#### [EXCERPTED RECORDS]

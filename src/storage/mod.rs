//! Object storage for uploaded images.
//!
//! [`ObjectStorage`] writes a binary and hands back a durable URL plus an
//! opaque storage id; the id is all that is needed to delete the object
//! later.

pub mod cloudinary;
pub mod local;

use std::fmt;

use async_trait::async_trait;

use crate::domain::{ImageUpload, StoredImage};
use crate::error::SiteError;

pub use cloudinary::CloudinaryStorage;
pub use local::LocalDiskStorage;

/// Backend that keeps uploaded image binaries.
#[async_trait]
pub trait ObjectStorage: fmt::Debug + Send + Sync {
    /// Stores `image` and returns where it can be fetched from.
    ///
    /// # Errors
    ///
    /// Returns [`SiteError::Storage`] when the backend rejects or fails the
    /// write.
    async fn put(&self, image: &ImageUpload) -> Result<StoredImage, SiteError>;

    /// Deletes the object with the given storage id. Deleting an object
    /// that no longer exists succeeds.
    ///
    /// # Errors
    ///
    /// Returns [`SiteError::Storage`] when the backend fails the deletion.
    async fn delete(&self, storage_id: &str) -> Result<(), SiteError>;
}
// tree
pub const DEPTH: usize = 64;
pub const BRANCHING_FACTOR: usize = 256;
pub const VIRTUAL_LOSS: u32 = 1;
pub const PRIOR_EPSILON: f32 = 1e-8;
pub const NEUTRAL_VALUE: f32 = 0.0;

// search
pub const EXPLORATION_BASE: f32 = 500.0;
pub const EXPLORATION_INIT: f32 = 4.0;
pub const ROLLOUTS_PER_MOVE: usize = 800;
pub const WORKERS: usize = 4;

// self-play
pub const TEMPERATURE_PLIES: usize = 10;
pub const DIRICHLET_NOISE: f32 = 0.3;
pub const NOISE_RATIO: f32 = 0.25;

/// Construction-time settings of a [`Tree`](crate::Tree).
#[derive(Clone, Copy, Debug, PartialEq, Eq)]
pub struct TreeConfig {
    /// Search horizon. Advisory: the driving loop enforces it, not the tree.
    pub depth: usize,
    /// Hard cap on the number of edges of a node, enforced by `expand`.
    pub branching_factor: usize,
    /// Visits added and value removed per edge while a traversal is in flight.
    pub virtual_loss: u32,
}

impl Default for TreeConfig {
    fn default() -> Self {
        TreeConfig {
            depth: DEPTH,
            branching_factor: BRANCHING_FACTOR,
            virtual_loss: VIRTUAL_LOSS,
        }
    }
}

impl TreeConfig {
    pub fn new(depth: usize, branching_factor: usize, virtual_loss: u32) -> Self {
        TreeConfig {
            depth,
            branching_factor,
            virtual_loss,
        }
    }

    #[must_use]
    pub fn depth(self, depth: usize) -> Self {
        TreeConfig { depth, ..self }
    }

    #[must_use]
    pub fn branching_factor(self, branching_factor: usize) -> Self {
        TreeConfig {
            branching_factor,
            ..self
        }
    }

    #[must_use]
    pub fn virtual_loss(self, virtual_loss: u32) -> Self {
        TreeConfig { virtual_loss, ..self }
    }
}

/// Knobs of the reference driver and the self-play loop.
#[derive(Clone, Copy, Debug, PartialEq)]
pub struct SearchConfig {
    pub rollouts: usize,
    pub workers: usize,
    pub exploration_base: f32,
    pub exploration_init: f32,
    pub dirichlet_alpha: f32,
    pub noise_ratio: f32,
    pub temperature_plies: usize,
}

impl Default for SearchConfig {
    fn default() -> Self {
        SearchConfig {
            rollouts: ROLLOUTS_PER_MOVE,
            workers: WORKERS,
            exploration_base: EXPLORATION_BASE,
            exploration_init: EXPLORATION_INIT,
            dirichlet_alpha: DIRICHLET_NOISE,
            noise_ratio: NOISE_RATIO,
            temperature_plies: TEMPERATURE_PLIES,
        }
    }
}
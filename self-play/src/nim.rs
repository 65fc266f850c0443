use mcts::Environment;

/// Players alternate taking stones from one pile.
/// Whoever takes the last stone wins.
#[derive(Clone, Copy, Debug)]
pub struct Nim {
    pub max_take: u8,
}

impl Environment for Nim {
    type Action = u8;
    type State = u8;

    fn legal_actions(&self, pile: &u8) -> Vec<u8> {
        (1..=self.max_take).filter(|take| take <= pile).collect()
    }

    fn step(&self, pile: &u8, take: &u8) -> u8 {
        pile.saturating_sub(*take)
    }

    fn terminal_value(&self, pile: &u8) -> Option<f32> {
        // The opponent took the last stone.
        (*pile == 0).then_some(-1.0)
    }
}

impl Nim {
    /// The move that leaves a multiple of `max_take + 1`, if there is one.
    pub fn winning_take(&self, pile: u8) -> Option<u8> {
        let take = u16::from(pile) % (u16::from(self.max_take) + 1);
        (take != 0).then_some(take as u8)
    }
}

#[cfg(test)]
mod tests {
    use mcts::Environment;

    use super::Nim;

    #[test]
    fn cannot_take_more_than_the_pile() {
        let nim = Nim { max_take: 3 };
        assert_eq!(nim.legal_actions(&2), vec![1, 2]);
        assert_eq!(nim.legal_actions(&9), vec![1, 2, 3]);
        assert!(nim.legal_actions(&0).is_empty());
    }

    #[test]
    fn empty_pile_is_a_loss() {
        let nim = Nim { max_take: 3 };
        assert_eq!(nim.terminal_value(&0), Some(-1.0));
        assert_eq!(nim.terminal_value(&1), None);
    }

    #[test]
    fn winning_take() {
        let nim = Nim { max_take: 3 };
        assert_eq!(nim.winning_take(5), Some(1));
        assert_eq!(nim.winning_take(7), Some(3));
        assert_eq!(nim.winning_take(8), None);
    }
}
use std::{
    hash::Hash,
    sync::atomic::{AtomicUsize, Ordering},
    thread,
};

use log::{debug, warn};
use rand::{seq::SliceRandom, thread_rng};

use crate::{
    error::{TreeError, TreeResult},
    exploration::SelectionPolicy,
    path::Backup,
    tree::Tree,
};

/// The game or environment being searched.
pub trait Environment {
    type State: Eq + Hash + Clone;
    type Action: Eq + Clone;

    fn legal_actions(&self, state: &Self::State) -> Vec<Self::Action>;

    fn step(&self, state: &Self::State, action: &Self::Action) -> Self::State;

    /// The final value for the player to move, or `None` while the game is ongoing.
    fn terminal_value(&self, state: &Self::State) -> Option<f32>;
}

/// Produces prior scores aligned with `actions` and a value
/// for the player to move in `state`.
pub trait Evaluator<E: Environment> {
    fn evaluate(&self, env: &E, state: &E::State, actions: &[E::Action]) -> (Vec<f32>, f32);
}

/// Flat priors and a neutral value.
#[derive(Clone, Copy, Debug, Default)]
pub struct Uniform;

impl<E: Environment> Evaluator<E> for Uniform {
    fn evaluate(&self, _env: &E, _state: &E::State, actions: &[E::Action]) -> (Vec<f32>, f32) {
        (vec![1.0; actions.len()], 0.0)
    }
}

/// Flat priors, value from one random playout.
#[derive(Clone, Copy, Debug)]
pub struct RandomRollout {
    pub max_plies: usize,
}

impl Default for RandomRollout {
    fn default() -> Self {
        RandomRollout { max_plies: 1_000 }
    }
}

impl<E: Environment> Evaluator<E> for RandomRollout {
    fn evaluate(&self, env: &E, state: &E::State, actions: &[E::Action]) -> (Vec<f32>, f32) {
        let mut rng = thread_rng();
        let mut state = state.clone();
        let mut value = 0.0;
        for ply in 0..self.max_plies {
            if let Some(terminal) = env.terminal_value(&state) {
                // Negate for every ply because we are switching the perspective.
                value = if ply % 2 == 0 { terminal } else { -terminal };
                break;
            }
            match env.legal_actions(&state).choose(&mut rng) {
                Some(action) => state = env.step(&state, action),
                None => break,
            }
        }
        (vec![1.0; actions.len()], value)
    }
}

/// Drives traversals against a shared tree.
pub struct Search<'t, E: Environment, V, P> {
    tree: &'t Tree<E::State, E::Action>,
    env: &'t E,
    evaluator: &'t V,
    policy: &'t P,
}

impl<'t, E, V, P> Search<'t, E, V, P>
where
    E: Environment,
    V: Evaluator<E>,
    P: SelectionPolicy<E::Action>,
{
    pub fn new(tree: &'t Tree<E::State, E::Action>, env: &'t E, evaluator: &'t V, policy: &'t P) -> Self {
        Search {
            tree,
            env,
            evaluator,
            policy,
        }
    }

    /// Make sure `root` is expanded so noise can be applied before searching.
    pub fn prepare_root(&self, root: &E::State) -> TreeResult<()> {
        if self.tree.contains(root) || self.env.terminal_value(root).is_some() {
            return Ok(());
        }
        self.expand(root).map(|_| ())
    }

    /// One traversal from `root` down to a leaf and back.
    /// Returns the leaf value from the perspective of the player to move at the leaf.
    pub fn rollout(&self, root: &E::State) -> TreeResult<f32> {
        let depth = self.tree.config().depth;
        let mut path = self.tree.path();
        let mut state = root.clone();

        let value = loop {
            if let Some(value) = self.env.terminal_value(&state) {
                break value;
            }
            let node = match self.tree.node(&state) {
                Some(node) if path.len() < depth => node,
                // The horizon has been reached - evaluate without growing the tree.
                Some(_) => break self.leaf_value(&state),
                None => break self.expand(&state)?,
            };
            let action = match self.policy.select(&node.edges, node.sum_n) {
                Some(action) => action,
                None => break self.leaf_value(&state),
            };
            path.simulate(state.clone(), action.clone())?;
            state = self.env.step(&state, &action);
        };

        path.backpropagate(value, Backup::ZeroSum)?;
        Ok(value)
    }

    fn leaf_value(&self, state: &E::State) -> f32 {
        self.evaluator.evaluate(self.env, state, &[]).1
    }

    fn expand(&self, state: &E::State) -> TreeResult<f32> {
        let mut actions = self.env.legal_actions(state);
        actions.truncate(self.tree.config().branching_factor);
        let (policy, value) = self.evaluator.evaluate(self.env, state, &actions);
        match self.tree.expand(state, &policy, &actions) {
            // Another worker got here first, its edges are just as good.
            Ok(()) | Err(TreeError::AlreadyExpanded) => Ok(value),
            Err(e) => Err(e),
        }
    }

    /// Run `rollouts` traversals from `root` spread over `workers` threads.
    /// Returns how many of them completed.
    pub fn run(&self, root: &E::State, rollouts: usize, workers: usize) -> usize
    where
        E: Sync,
        E::State: Send + Sync,
        E::Action: Send + Sync,
        V: Sync,
        P: Sync,
    {
        let started = AtomicUsize::new(0);
        let completed = AtomicUsize::new(0);
        thread::scope(|s| {
            for _ in 0..workers.max(1) {
                s.spawn(|| {
                    while started.fetch_add(1, Ordering::Relaxed) < rollouts {
                        match self.rollout(root) {
                            Ok(_) => {
                                completed.fetch_add(1, Ordering::Relaxed);
                            }
                            Err(e) => warn!("rollout failed: {e}"),
                        }
                    }
                });
            }
        });
        let completed = completed.into_inner();
        debug!("{completed}/{rollouts} rollouts completed");
        completed
    }
}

#### [TASK]
Extract every line of the records above that contains the word "TreeConfig".

#### [TASK SOLUTION]
pub struct TreeConfig {
impl Default for TreeConfig {
        TreeConfig {
impl TreeConfig {
        TreeConfig {
        TreeConfig { depth, ..self }
        TreeConfig {
        TreeConfig { virtual_loss, ..self }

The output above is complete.